Before this week, Cisco already had several specialty certifications related to security. Cisco's adding three back to the mix this week:

  • Cisco IOS Security Specialist
  • Cisco Firewall Security Specialist
  • Cisco VPN Security Specialist

How do you get these? Well, you simply pass one or two of the current CCNP Security exams, and meet the pre-requisite of needing a current CCNA Security certification. The figure below shows the three new security specialty certifications.

These certs map directly to the exams in the new CCNP Security certification. In particular, if you pass all four exams to get your CCNP Security cert, I could 5 total specialty certs earned along the way - the three above, plus the IPS and ASA specialty certifications.

Cisco announces new CCNP Security career certification

Why the Focus on Security?

The bigger question that comes to mind, for me at least, is why all this focus on security? So, in the pre-announcement briefing, I asked. Here's the brief version:

1) Security Requires Role redundancy: Simply put, you can't go without a qualified person for short to medium periods of time. Everyone has to have some time off, go to classes and meetings, and so on, and the risk associated with having your only skilled person gone and unavailable is too much. The solution? At least have role redundancy, that is, have multiple people with real skills for each part of the security puzzle. Common sense, but this is one of the reasons highlighted by Cisco.
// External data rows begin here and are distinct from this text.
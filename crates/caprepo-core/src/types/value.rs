//! Typed attribute values
//!
//! An attribute value carries its declared kind explicitly. Scalars render as
//! their literal text; lists render as comma-joined literals. There is no
//! implicit coercion between kinds.

use crate::error::{CoreError, Result};
use crate::types::version::Version;
use serde::{Deserialize, Serialize};
use std::fmt;
use std::str::FromStr;

/// Separator between list elements in the text form
pub const LIST_SEPARATOR: char = ',';

/// Declared kind of an attribute value
#[derive(Debug, Clone, Copy, PartialEq, Eq, Hash, Serialize, Deserialize)]
pub enum AttributeType {
    String,
    Version,
    /// 64-bit signed integer
    Long,
    /// 64-bit floating point
    Double,
}

impl AttributeType {
    pub fn as_str(&self) -> &'static str {
        match self {
            AttributeType::String => "String",
            AttributeType::Version => "Version",
            AttributeType::Long => "Long",
            AttributeType::Double => "Double",
        }
    }
}

impl fmt::Display for AttributeType {
    fn fmt(&self, f: &mut fmt::Formatter<'_>) -> fmt::Result {
        f.write_str(self.as_str())
    }
}

impl FromStr for AttributeType {
    type Err = CoreError;

    fn from_str(s: &str) -> Result<Self> {
        match s {
            "String" => Ok(AttributeType::String),
            "Version" => Ok(AttributeType::Version),
            "Long" => Ok(AttributeType::Long),
            "Double" => Ok(AttributeType::Double),
            other => Err(CoreError::InvalidValue {
                kind: "type".to_string(),
                value: other.to_string(),
            }),
        }
    }
}

/// Homogeneous list of scalar values
#[derive(Debug, Clone, PartialEq, Serialize, Deserialize)]
#[serde(tag = "type", content = "values")]
pub enum AttributeList {
    String(Vec<String>),
    Version(Vec<Version>),
    Long(Vec<i64>),
    Double(Vec<f64>),
}

impl AttributeList {
    pub fn kind(&self) -> AttributeType {
        match self {
            AttributeList::String(_) => AttributeType::String,
            AttributeList::Version(_) => AttributeType::Version,
            AttributeList::Long(_) => AttributeType::Long,
            AttributeList::Double(_) => AttributeType::Double,
        }
    }

    pub fn len(&self) -> usize {
        match self {
            AttributeList::String(v) => v.len(),
            AttributeList::Version(v) => v.len(),
            AttributeList::Long(v) => v.len(),
            AttributeList::Double(v) => v.len(),
        }
    }

    pub fn is_empty(&self) -> bool {
        self.len() == 0
    }

    /// Iterate the elements as scalar values
    pub fn iter(&self) -> impl Iterator<Item = AttributeValue> + '_ {
        (0..self.len()).filter_map(move |i| self.get(i))
    }

    /// Element at `index` as a scalar value
    pub fn get(&self, index: usize) -> Option<AttributeValue> {
        match self {
            AttributeList::String(v) => v.get(index).cloned().map(AttributeValue::String),
            AttributeList::Version(v) => v.get(index).cloned().map(AttributeValue::Version),
            AttributeList::Long(v) => v.get(index).copied().map(AttributeValue::Long),
            AttributeList::Double(v) => v.get(index).copied().map(AttributeValue::Double),
        }
    }

    fn element_texts(&self) -> Vec<String> {
        match self {
            AttributeList::String(v) => v.clone(),
            AttributeList::Version(v) => v.iter().map(ToString::to_string).collect(),
            AttributeList::Long(v) => v.iter().map(ToString::to_string).collect(),
            AttributeList::Double(v) => v.iter().map(ToString::to_string).collect(),
        }
    }
}

/// Typed attribute value
#[derive(Debug, Clone, PartialEq, Serialize, Deserialize)]
#[serde(tag = "type", content = "value")]
pub enum AttributeValue {
    String(String),
    Version(Version),
    Long(i64),
    Double(f64),
    List(AttributeList),
}

impl AttributeValue {
    /// Declared kind; for lists, the element kind
    pub fn kind(&self) -> AttributeType {
        match self {
            AttributeValue::String(_) => AttributeType::String,
            AttributeValue::Version(_) => AttributeType::Version,
            AttributeValue::Long(_) => AttributeType::Long,
            AttributeValue::Double(_) => AttributeType::Double,
            AttributeValue::List(list) => list.kind(),
        }
    }

    pub fn is_list(&self) -> bool {
        matches!(self, AttributeValue::List(_))
    }

    pub fn as_str(&self) -> Option<&str> {
        match self {
            AttributeValue::String(s) => Some(s),
            _ => None,
        }
    }

    pub fn as_version(&self) -> Option<&Version> {
        match self {
            AttributeValue::Version(v) => Some(v),
            _ => None,
        }
    }

    pub fn as_long(&self) -> Option<i64> {
        match self {
            AttributeValue::Long(v) => Some(*v),
            _ => None,
        }
    }

    pub fn as_double(&self) -> Option<f64> {
        match self {
            AttributeValue::Double(v) => Some(*v),
            _ => None,
        }
    }

    pub fn as_list(&self) -> Option<&AttributeList> {
        match self {
            AttributeValue::List(list) => Some(list),
            _ => None,
        }
    }

    /// Canonical text form: literal for scalars, comma-joined for lists
    pub fn to_text(&self) -> String {
        match self {
            AttributeValue::String(s) => s.clone(),
            AttributeValue::Version(v) => v.to_string(),
            AttributeValue::Long(v) => v.to_string(),
            AttributeValue::Double(v) => v.to_string(),
            AttributeValue::List(list) => list.element_texts().join(","),
        }
    }

    /// Element texts of a list value, or the single text of a scalar
    pub fn element_texts(&self) -> Vec<String> {
        match self {
            AttributeValue::List(list) => list.element_texts(),
            scalar => vec![scalar.to_text()],
        }
    }

    /// Parse a scalar of the given kind
    pub fn parse_scalar(kind: AttributeType, text: &str) -> Result<Self> {
        match kind {
            AttributeType::String => Ok(AttributeValue::String(text.to_string())),
            AttributeType::Version => Version::parse(text).map(AttributeValue::Version),
            AttributeType::Long => parse_long(text).map(AttributeValue::Long),
            AttributeType::Double => parse_double(text).map(AttributeValue::Double),
        }
    }

    /// Parse a list of the given element kind from separator-joined text
    ///
    /// Trailing empty elements are dropped, so `"1,2,"` is `[1, 2]` and the
    /// empty string is the empty list.
    pub fn parse_list(kind: AttributeType, text: &str) -> Result<Self> {
        let mut parts: Vec<&str> = text.split(LIST_SEPARATOR).collect();
        while parts.last().is_some_and(|part| part.is_empty()) {
            parts.pop();
        }
        let list = match kind {
            AttributeType::String => {
                AttributeList::String(parts.iter().map(|s| s.to_string()).collect())
            }
            AttributeType::Version => AttributeList::Version(
                parts
                    .iter()
                    .map(|s| Version::parse(s))
                    .collect::<Result<_>>()?,
            ),
            AttributeType::Long => AttributeList::Long(
                parts.iter().map(|s| parse_long(s)).collect::<Result<_>>()?,
            ),
            AttributeType::Double => AttributeList::Double(
                parts.iter().map(|s| parse_double(s)).collect::<Result<_>>()?,
            ),
        };
        Ok(AttributeValue::List(list))
    }

    /// Parse text whose list-ness is implied by the separator
    ///
    /// A value is a list when it contains the separator at a position
    /// greater than zero; a value starting with the separator stays scalar.
    pub fn parse_implicit(kind: AttributeType, text: &str) -> Result<Self> {
        if is_implicit_list(text) {
            Self::parse_list(kind, text)
        } else {
            Self::parse_scalar(kind, text)
        }
    }
}

fn parse_long(text: &str) -> Result<i64> {
    text.trim().parse().map_err(|_| CoreError::InvalidValue {
        kind: AttributeType::Long.to_string(),
        value: text.to_string(),
    })
}

fn parse_double(text: &str) -> Result<f64> {
    text.trim().parse().map_err(|_| CoreError::InvalidValue {
        kind: AttributeType::Double.to_string(),
        value: text.to_string(),
    })
}

/// True when `text` reads back as a list under the implicit rule
pub fn is_implicit_list(text: &str) -> bool {
    matches!(text.find(LIST_SEPARATOR), Some(pos) if pos > 0)
}

impl fmt::Display for AttributeValue {
    fn fmt(&self, f: &mut fmt::Formatter<'_>) -> fmt::Result {
        f.write_str(&self.to_text())
    }
}

impl From<&str> for AttributeValue {
    fn from(value: &str) -> Self {
        AttributeValue::String(value.to_string())
    }
}

impl From<String> for AttributeValue {
    fn from(value: String) -> Self {
        AttributeValue::String(value)
    }
}

impl From<Version> for AttributeValue {
    fn from(value: Version) -> Self {
        AttributeValue::Version(value)
    }
}

impl From<i64> for AttributeValue {
    fn from(value: i64) -> Self {
        AttributeValue::Long(value)
    }
}

impl From<f64> for AttributeValue {
    fn from(value: f64) -> Self {
        AttributeValue::Double(value)
    }
}

impl From<AttributeList> for AttributeValue {
    fn from(value: AttributeList) -> Self {
        AttributeValue::List(value)
    }
}

impl From<Vec<String>> for AttributeValue {
    fn from(value: Vec<String>) -> Self {
        AttributeValue::List(AttributeList::String(value))
    }
}

impl From<Vec<Version>> for AttributeValue {
    fn from(value: Vec<Version>) -> Self {
        AttributeValue::List(AttributeList::Version(value))
    }
}

impl From<Vec<i64>> for AttributeValue {
    fn from(value: Vec<i64>) -> Self {
        AttributeValue::List(AttributeList::Long(value))
    }
}

impl From<Vec<f64>> for AttributeValue {
    fn from(value: Vec<f64>) -> Self {
        AttributeValue::List(AttributeList::Double(value))
    }
}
2) Security Personnel Turnover Expected to Increase: Cisco reviewed generally the assertion that demand for network security engineers will exceed the supply for the foreseeable future, and that Cisco was trying to help the market through these new exams and courses (last fall) and these new specialty certifications. Taking that at face value, it's a microeconomics 101 issue: demand exceeds supply, which drives up how much security engineers are paid. That means turnover as more security engineers go for new higher-paying jobs. And it creates an opportunity to learn security and get dragged along into job opportunities and higher pay.